Ich persönlich beginne so gut wie immer damit, dass ich vor dem Pferd stehe und es bitte, auf auf ein kleines Zeichen (oder auch ein Wort) etwas mehr Abstand zu mir einzunehmen. Das Ganze soll so fein und freundlich wie möglich stattfinden und nicht als Maßregelung oder gar Strafe.
Anthony geht hier auf einen leichten Fingerzeig einen Schritt rückwärts:
Zu Beginn wird die Sache oft klarer, wenn ich die Peitsche ganz leicht und freundlich auf dem Boden bewege – wichtig: NICHT drohen!!!
Zur Verdeutlichung und um das Ganze angenehm zu machen, belohne ich dann gerne die Höflichkeitsgeste (denn das ist das Abstand-Einnehmen für Pferde). Damit übe ich auch gleich noch das entspannte Stehen beim Füttern.
Wichtig: Belohne gezielt auch das einfache Stehen, damit das Pferd erkennen kann, dass es hier nicht um die Rückwärtsbewegung geht. Sonst kann es passieren, dass das Pferd gleich wieder näher kommt, um dann erneut rückwärts zu gehen, weil es denkt, das ist gewollt. Auf Abstand zu gehen und Abstand einzuhalten sind zwei verschiedene Aspekte und das muss deutlich sein.
Für Pferde ist entspanntes Stehen mit Abstand ganz normal
Grundsätzlich ist es für Pferde übrigens untereinander vollkommen selbstverständlich, jederzeit bereit zu sein, auf etwas mehr Abstand zu gehen. Das gehört zum guten Ton und sichert ein harmonisches Miteinander. Da unsere Pferde oft in von uns zusammengestellten Gruppen und zusätzlich auf meist sehr begrenzten Flächen leben, sieht man in Menschenobhut deutlich mehr Streitigkeiten unter ihnen als in freier Wildbahn.

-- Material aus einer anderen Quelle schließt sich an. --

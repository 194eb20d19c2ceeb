//! hashtable_rs: a chained hash table with pluggable byte-level hash functions.
//!
//! Keys are hashed through an explicit byte form ([`KeyBytes`]) by a [`ByteHasher`], which can be
//! a plain `fn(&[u8]) -> u32`, a closure, or a stateful strategy such as [`Seeded`]. The table
//! doubles its bucket count when the entry count passes `bucket_count * max_load_factor` and never
//! shrinks.
//!
//! ```
//! use hashtable_rs::{HashTable, OneAtATime};
//!
//! let mut uids: HashTable<u32, u32> = HashTable::new(2048, OneAtATime);
//! uids.insert(7, 0);
//! assert_eq!(uids.get(&7), Some(0));
//! assert!(uids.remove(&7));
//! assert!(!uids.remove(&7));
//! ```

mod config;
mod distribution;
mod error;
mod hash;
mod slots;
mod table;

pub use config::{TableConfig, DEFAULT_INITIAL_SIZE, DEFAULT_MAX_LOAD_FACTOR};
pub use distribution::Distribution;
pub use error::ConfigError;
pub use hash::{add_up_hash, one_at_a_time_hash, AddUp, ByteHasher, KeyBytes, OneAtATime, Seeded};
pub use slots::{PackedSlots, SlotId};
pub use table::{HashTable, Iter};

Wir Menschen beachten die Bedeutung des Abstands leider kaum, sondern gehen – oft ziemlich unachtsam – jederzeit so nah an unser Pferd, wie wir möchten. Viele von uns sehen das als „ihr gutes Recht“. Daber übersehen wir aber, dass in der Folge dann viele Pferde ihrerseits unhöflicher werden. Hier sind also wir, die etwas ändern müssen und genau das lohnt sich! Ich kenne wenig, das die Beziehung zum Pferd so schnell und unkompliziert zum Positiven verändert, wie entspanntes Stehen mit dem Pferd.